China is massive. So massive it’s difficult to know where to start: the historic sights of Beijing, the urban explosion of ultra-modern Shanghai, the beautiful lakes of Hangzhou or the stunning limestone mounds of Yangshuo. The cities are intriguing, but at times oppressive. It’s this stereotype of smog, dirt and endless hoards of people that sometimes puts travellers off. Don’t let it. China is a goldmine of wonderful, challenging, awe-inspiring experiences. One real gem is Tiger Leaping Gorge hike, a truly stunning place in the southwestern corner of the country.

Tiger Leaping Gorge Hike is a truly stunning walk
Tiger Leaping Gorge is a truly stunning hike

Getting to Tiger Leaping Gorge

Tiger Leaping Gorge is situated in Yunnan Province, about 60 miles north-west of famous old town and tourist hotspot, Lijiang. The gorge itself is one of the deepest in the world, winding for 16km along the Jinsha River and plunging spectacularly down from the peaks of Haba Mountain and Yulong Xueshan, almost 4000m, to the roaring river below. It is from Lijiang that most people organise transport to the gorge, through one of the many guesthouses there.

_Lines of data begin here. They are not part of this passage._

//! Error types for token handling and authorized requests.

/// Result type alias for this crate.
pub type Result<T> = std::result::Result<T, OAuthError>;

/// Errors that can occur while loading, refreshing, or using tokens.
#[derive(Debug, thiserror::Error)]
pub enum OAuthError {
    /// Token file could not be read or written.
    #[error("I/O error on '{path}': {source}")]
    Io {
        path: String,
        source: std::io::Error,
    },

    /// Payload was not valid JSON or lacked a required field.
    #[error("Decode error: {0}")]
    Decode(String),

    /// The provider explicitly rejected the grant (e.g. revoked refresh token).
    #[error("Provider error: {0}")]
    Provider(String),

    /// Transport-level failure reaching the provider or the upstream API.
    #[error("Network error: {0}")]
    Network(String),

    /// Invalid construction parameters.
    #[error("Config error: {0}")]
    Config(String),

    /// A background refresh task panicked or was aborted.
    #[error("Internal error: {0}")]
    Internal(String),
}

impl OAuthError {
    /// Whether this error can only be cleared by a human re-authorizing.
    pub fn requires_reauthorization(&self) -> bool {
        matches!(self, OAuthError::Provider(_))
    }

    pub(crate) fn io(path: &std::path::Path, source: std::io::Error) -> Self {
        OAuthError::Io {
            path: path.display().to_string(),
            source,
        }
    }
}

impl From<reqwest::Error> for OAuthError {
    fn from(e: reqwest::Error) -> Self {
        OAuthError::Network(e.to_string())
    }
}

impl From<serde_json::Error> for OAuthError {
    fn from(e: serde_json::Error) -> Self {
        OAuthError::Decode(e.to_string())
    }
}
//! Configuration error types.

/// Result type alias for config operations.
pub type Result<T> = std::result::Result<T, ConfigError>;

/// Errors that can occur while loading or validating configuration.
#[derive(Debug, thiserror::Error)]
pub enum ConfigError {
    /// Failed to read a config file.
    #[error("failed to read config file '{path}': {source}")]
    ReadFile {
        path: String,
        source: std::io::Error,
    },

    /// Config file was not a JSON object of known keys.
    #[error("failed to parse config file '{path}': {source}")]
    Parse {
        path: String,
        source: serde_json::Error,
    },

    /// Missing required field.
    #[error("missing required field '{field}' in {context}")]
    MissingField { field: String, context: String },

    /// A value was present but unusable.
    #[error("invalid value '{value}' for '{field}': {reason}")]
    InvalidValue {
        field: String,
        value: String,
        reason: String,
    },
}

impl ConfigError {
    pub(crate) fn missing(field: &str, context: &str) -> Self {
        ConfigError::MissingField {
            field: field.to_string(),
            context: context.to_string(),
        }
    }
}
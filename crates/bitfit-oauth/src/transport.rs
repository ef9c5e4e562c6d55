//! Decorate-and-delegate HTTP transport.
//!
//! [`AuthorizingTransport`] sets the `Authorization` header chosen by its
//! [`Authorizer`] and hands the request to an inner [`HttpTransport`]. The
//! response, or transport error, is returned untouched.

use async_trait::async_trait;
use reqwest::header::{AUTHORIZATION, HeaderValue};

use crate::error::{OAuthError, Result};
use crate::oauth::basic_auth_value;
use crate::token_manager::TokenManager;

/// Something that can send a fully built request.
#[async_trait]
pub trait HttpTransport: Send + Sync {
    async fn execute(&self, request: reqwest::Request) -> Result<reqwest::Response>;
}

#[async_trait]
impl HttpTransport for reqwest::Client {
    async fn execute(&self, request: reqwest::Request) -> Result<reqwest::Response> {
        reqwest::Client::execute(self, request)
            .await
            .map_err(OAuthError::from)
    }
}

/// How outbound requests are authorized.
#[derive(Debug, Clone)]
pub enum Authorizer {
    /// Bearer token from a [`TokenManager`], refreshed ahead of expiry.
    DirectOAuth2(TokenManager),
    /// Basic Auth against a credential-gated proxy that holds the tokens.
    ProxyBasicAuth { username: String, password: String },
}

impl Authorizer {
    pub fn proxy_basic_auth(username: impl Into<String>, password: impl Into<String>) -> Self {
        Authorizer::ProxyBasicAuth {
            username: username.into(),
            password: password.into(),
        }
    }

    /// Replace any `Authorization` header on `request` with this authorizer's.
    pub async fn authorize(&self, request: &mut reqwest::Request) -> Result<()> {
        let value = match self {
            Authorizer::DirectOAuth2(manager) => {
                format!("Bearer {}", manager.access_token().await?)
            }
            Authorizer::ProxyBasicAuth { username, password } => {
                basic_auth_value(username, password)
            }
        };

        let mut header = HeaderValue::from_str(&value)
            .map_err(|e| OAuthError::Config(format!("invalid authorization header: {}", e)))?;
        header.set_sensitive(true);
        request.headers_mut().insert(AUTHORIZATION, header);
        Ok(())
    }
}

/// Transport that authorizes every request before delegating it.
#[derive(Debug, Clone)]
pub struct AuthorizingTransport<T = reqwest::Client> {
    authorizer: Authorizer,
    inner: T,
}

impl<T: HttpTransport> AuthorizingTransport<T> {
    pub fn new(authorizer: Authorizer, inner: T) -> Self {
        Self { authorizer, inner }
    }

    pub fn authorizer(&self) -> &Authorizer {
        &self.authorizer
    }
}

#[async_trait]
impl<T: HttpTransport> HttpTransport for AuthorizingTransport<T> {
    async fn execute(&self, mut request: reqwest::Request) -> Result<reqwest::Response> {
        self.authorizer.authorize(&mut request).await?;
        tracing::debug!(method = %request.method(), url = %request.url(), "Sending authorized request");
        self.inner.execute(request).await
    }
}
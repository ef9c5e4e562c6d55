//! Serve command - runs the credential-gated proxy.

use std::sync::Arc;

use anyhow::{Context as _, Result};
use bitfit_oauth::{
    ApiClient, Authorizer, ClientCredentials, FileTokenStore, OAuth2Refresher, TokenManager,
    TokenManagerOptions, build_http_client,
};
use bitfit_server::{ProxyCredentials, ProxyServer, ServerConfig};
use clap::Args;
use tracing::info;

use super::{Context, explain};

/// Arguments for the serve command.
#[derive(Args, Debug)]
pub struct ServeArgs {
    /// Serve plain HTTP instead of TLS
    #[arg(long)]
    pub plain: bool,
}

/// Run the serve command.
pub async fn run(args: ServeArgs, ctx: &Context) -> Result<()> {
    let oauth = ctx.settings.oauth()?;
    let gate = ctx.settings.proxy_credentials()?;
    let listener = ctx.settings.listener(args.plain)?;
    let http = build_http_client(ctx.settings.timeout()?)?;

    let options = TokenManagerOptions::new(
        ClientCredentials::new(oauth.client_id, oauth.client_secret),
        Arc::new(FileTokenStore::new(&oauth.tokens_file)),
        Arc::new(OAuth2Refresher::new(http.clone(), ctx.api_url())),
    );
    let manager = match &oauth.initial_refresh_token {
        Some(token) => TokenManager::bootstrap(options, token).await,
        None => TokenManager::initialize(options).await,
    }
    .map_err(explain)
    .with_context(|| format!("failed to load tokens from {}", oauth.tokens_file.display()))?;

    let snapshot = manager.snapshot().await;
    info!(
        state = ?manager.state().await,
        expiration = %snapshot.expiration,
        upstream = ctx.api_url(),
        "Token manager ready"
    );

    let api = ApiClient::new(ctx.api_url(), http, Authorizer::DirectOAuth2(manager))?;

    let mut config = ServerConfig::new(ProxyCredentials::new(gate.username, gate.password))
        .with_bind_address(listener.addr);
    if let Some(tls) = listener.tls {
        config = config.with_tls(tls.cert, tls.key);
    }

    ProxyServer::new(api, config).run().await?;
    Ok(())
}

Tiger Leaping Gorge Hike: One of the deepest gorges in the world
One of the deepest gorges in the world

The Tiger Leaping Gorge Hike

The hike along the Tiger Leaping Gorge is breathtaking at every turn.  It surprises and delights, from the first glimpse of the snowcapped peak of Yulong Xueshan (Jade Dragon Snow Mountain) until the final descent to the pounding rapids of the Jinsha river. Along the way, everything from the rocks and plants, to the waterfalls, corn fields, bright yellow sunflowers, bamboo, pine, cannabis plants, huts, small villages, sickening drops and tremendous neck-break views of the towering mountains on either side, will have you dizzy and wide-eyed with wonder.

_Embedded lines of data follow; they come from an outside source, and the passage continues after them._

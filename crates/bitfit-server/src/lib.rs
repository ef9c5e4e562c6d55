//! Credential-gated reverse proxy for the Fitbit Web API.
//!
//! Callers authenticate with HTTP Basic Auth; authenticated requests are
//! forwarded to the upstream API through a shared [`ApiClient`] whose
//! transport attaches (and refreshes) the OAuth2 bearer token. Callers never
//! see or hold provider tokens.
//!
//! # Example
//!
//! ```ignore
//! use bitfit_server::{ProxyCredentials, ProxyServer, ServerConfig};
//!
//! let config = ServerConfig::new(ProxyCredentials::new("alice", "pw"))
//!     .with_tls("cert.txt", "key.txt");
//! ProxyServer::new(api_client, config).run().await?;
//! ```

pub mod auth;
pub mod config;
pub mod error;
pub mod proxy;
pub mod state;

pub use auth::{AuthError, ProxyCredentials};
pub use config::{ServerConfig, TlsConfig};
pub use error::{ProxyError, Result};
pub use proxy::{HealthResponse, SERVICE_NAME};
pub use state::ProxyState;

use std::future::Future;
use std::net::SocketAddr;
use std::time::Duration;

use axum::{
    Router, middleware,
    routing::{any, get},
};
use axum_server::tls_rustls::RustlsConfig;
use bitfit_oauth::ApiClient;
use tokio::net::TcpListener;
use tower_http::trace::TraceLayer;
use tracing::info;

/// Grace period for in-flight requests on shutdown.
const SHUTDOWN_GRACE: Duration = Duration::from_secs(10);

/// The credential-gated proxy.
pub struct ProxyServer {
    state: ProxyState,
    config: ServerConfig,
}

impl ProxyServer {
    /// Create a proxy that forwards through `api`.
    pub fn new(api: ApiClient, config: ServerConfig) -> Self {
        let state = ProxyState::new(api, config.credentials.clone(), config.max_body_size);
        Self { state, config }
    }

    /// Build the router: everything is forwarded behind Basic Auth except
    /// `/health`.
    pub fn router(&self) -> Router {
        Router::new()
            .route("/", any(proxy::forward))
            .route("/{*path}", any(proxy::forward))
            .route_layer(middleware::from_fn_with_state(
                self.state.clone(),
                auth::basic_auth_middleware,
            ))
            // Added after the auth layer so it stays public.
            .route("/health", get(proxy::health))
            .layer(TraceLayer::new_for_http())
            .with_state(self.state.clone())
    }

    /// Run until Ctrl-C, over TLS when configured.
    pub async fn run(self) -> Result<()> {
        let addr = self.config.bind_address;
        let router = self.router();

        match &self.config.tls {
            Some(tls) => {
                let rustls = RustlsConfig::from_pem_file(&tls.cert_path, &tls.key_path)
                    .await
                    .map_err(|e| {
                        ProxyError::Config(format!(
                            "failed to load TLS material from '{}' and '{}': {}",
                            tls.cert_path.display(),
                            tls.key_path.display(),
                            e
                        ))
                    })?;

                let handle = axum_server::Handle::new();
                let shutdown = handle.clone();
                tokio::spawn(async move {
                    shutdown_signal().await;
                    shutdown.graceful_shutdown(Some(SHUTDOWN_GRACE));
                });

                info!("Starting proxy on https://{}", addr);
                axum_server::bind_rustls(addr, rustls)
                    .handle(handle)
                    .serve(router.into_make_service())
                    .await
                    .map_err(|e| ProxyError::Serve(format!("Server error: {}", e)))
            }
            None => {
                let listener = TcpListener::bind(addr)
                    .await
                    .map_err(|e| ProxyError::Serve(format!("Failed to bind {}: {}", addr, e)))?;
                info!("Starting proxy on http://{}", addr);
                serve_plain(listener, router, shutdown_signal()).await
            }
        }
    }

    /// Serve plain HTTP on an already-bound listener until `shutdown`
    /// resolves (useful for testing).
    pub async fn run_with_shutdown<F>(self, listener: TcpListener, shutdown: F) -> Result<()>
    where
        F: Future<Output = ()> + Send + 'static,
    {
        let router = self.router();
        if let Ok(addr) = listener.local_addr() {
            info!("Starting proxy on http://{}", addr);
        }
        serve_plain(listener, router, shutdown).await
    }

    /// Get the configured bind address.
    pub fn bind_address(&self) -> SocketAddr {
        self.config.bind_address
    }
}

async fn serve_plain<F>(listener: TcpListener, router: Router, shutdown: F) -> Result<()>
where
    F: Future<Output = ()> + Send + 'static,
{
    axum::serve(listener, router)
        .with_graceful_shutdown(shutdown)
        .await
        .map_err(|e| ProxyError::Serve(format!("Server error: {}", e)))
}

async fn shutdown_signal() {
    if let Err(e) = tokio::signal::ctrl_c().await {
        tracing::warn!(error = %e, "Failed to listen for Ctrl-C");
        std::future::pending::<()>().await;
    }
    info!("Shutting down proxy");
}

#[cfg(test)]
mod tests {
    use super::*;
    use axum::{
        body::Body,
        http::{Request, StatusCode},
    };
    use bitfit_oauth::Authorizer;
    use tower::ServiceExt;

    fn test_server() -> ProxyServer {
        // Unroutable upstream: these tests must never reach it.
        let api = ApiClient::new(
            "http://127.0.0.1:9",
            reqwest::Client::new(),
            Authorizer::proxy_basic_auth("upstream", "unused"),
        )
        .unwrap();
        ProxyServer::new(api, ServerConfig::new(ProxyCredentials::new("alice", "pw")))
    }

    #[tokio::test]
    async fn test_health_needs_no_auth() {
        let response = test_server()
            .router()
            .oneshot(
                Request::builder()
                    .uri("/health")
                    .body(Body::empty())
                    .unwrap(),
            )
            .await
            .unwrap();

        assert_eq!(response.status(), StatusCode::OK);
        let body = axum::body::to_bytes(response.into_body(), usize::MAX)
            .await
            .unwrap();
        let json: serde_json::Value = serde_json::from_slice(&body).unwrap();
        assert_eq!(json, serde_json::json!({"status": "ok", "service": "bitfit-proxy"}));
    }

    #[tokio::test]
    async fn test_root_requires_auth() {
        let response = test_server()
            .router()
            .oneshot(Request::builder().uri("/").body(Body::empty()).unwrap())
            .await
            .unwrap();

        assert_eq!(response.status(), StatusCode::UNAUTHORIZED);
        let body = axum::body::to_bytes(response.into_body(), usize::MAX)
            .await
            .unwrap();
        assert_eq!(
            String::from_utf8(body.to_vec()).unwrap(),
            "basic HTTP authentication is required (RFC 7617)\n"
        );
    }

    #[tokio::test]
    async fn test_missing_tls_material_fails_startup() {
        let api = ApiClient::new(
            "http://127.0.0.1:9",
            reqwest::Client::new(),
            Authorizer::proxy_basic_auth("upstream", "unused"),
        )
        .unwrap();
        let config = ServerConfig::new(ProxyCredentials::new("alice", "pw"))
            .with_bind_address("127.0.0.1:0".parse().unwrap())
            .with_tls("/nonexistent/cert.txt", "/nonexistent/key.txt");

        let result = ProxyServer::new(api, config).run().await;
        assert!(matches!(result, Err(ProxyError::Config(_))));
    }
}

Breathtaking views along Tiger Leaping Gorge
Breathtaking views along Tiger Leaping Gorge

Come prepared

Don’t be fooled, while the Tiger Leaping Gorge hike is manageable and does not require a guide or any expert knowledge or survival skills, it is tough. It’s best to do the hike over a couple of days and in a group. Bring plenty of water (at least a few litres) and some snacks for the trail. Also check the conditions beforehand, which can become treacherous in the rainier months of July and August. There are plenty of guesthouses along the way, with most people choosing to stop at the Halfway House, for bed, food and more spectacular views as darkness falls in the gorge.

The roaring rapids of the Jinsha River
The roaring rapids of the Jinsha River

After the hike

Most people leave their heavy backpacks either at a guesthouse in Lijiang or if they aren’t returning to Lijiang, at a guesthouse at the start of the trail. The bus drivers know the deal and will drop you off to pick them up. It’s possible to hike further along the gorge, if you’d like, or to continue your journey north or south. Yunnan is a wonderful province with its stunning landscape, picturesque old towns and wealth of various ethnic groups making it a unique and exceptional region of China to explore.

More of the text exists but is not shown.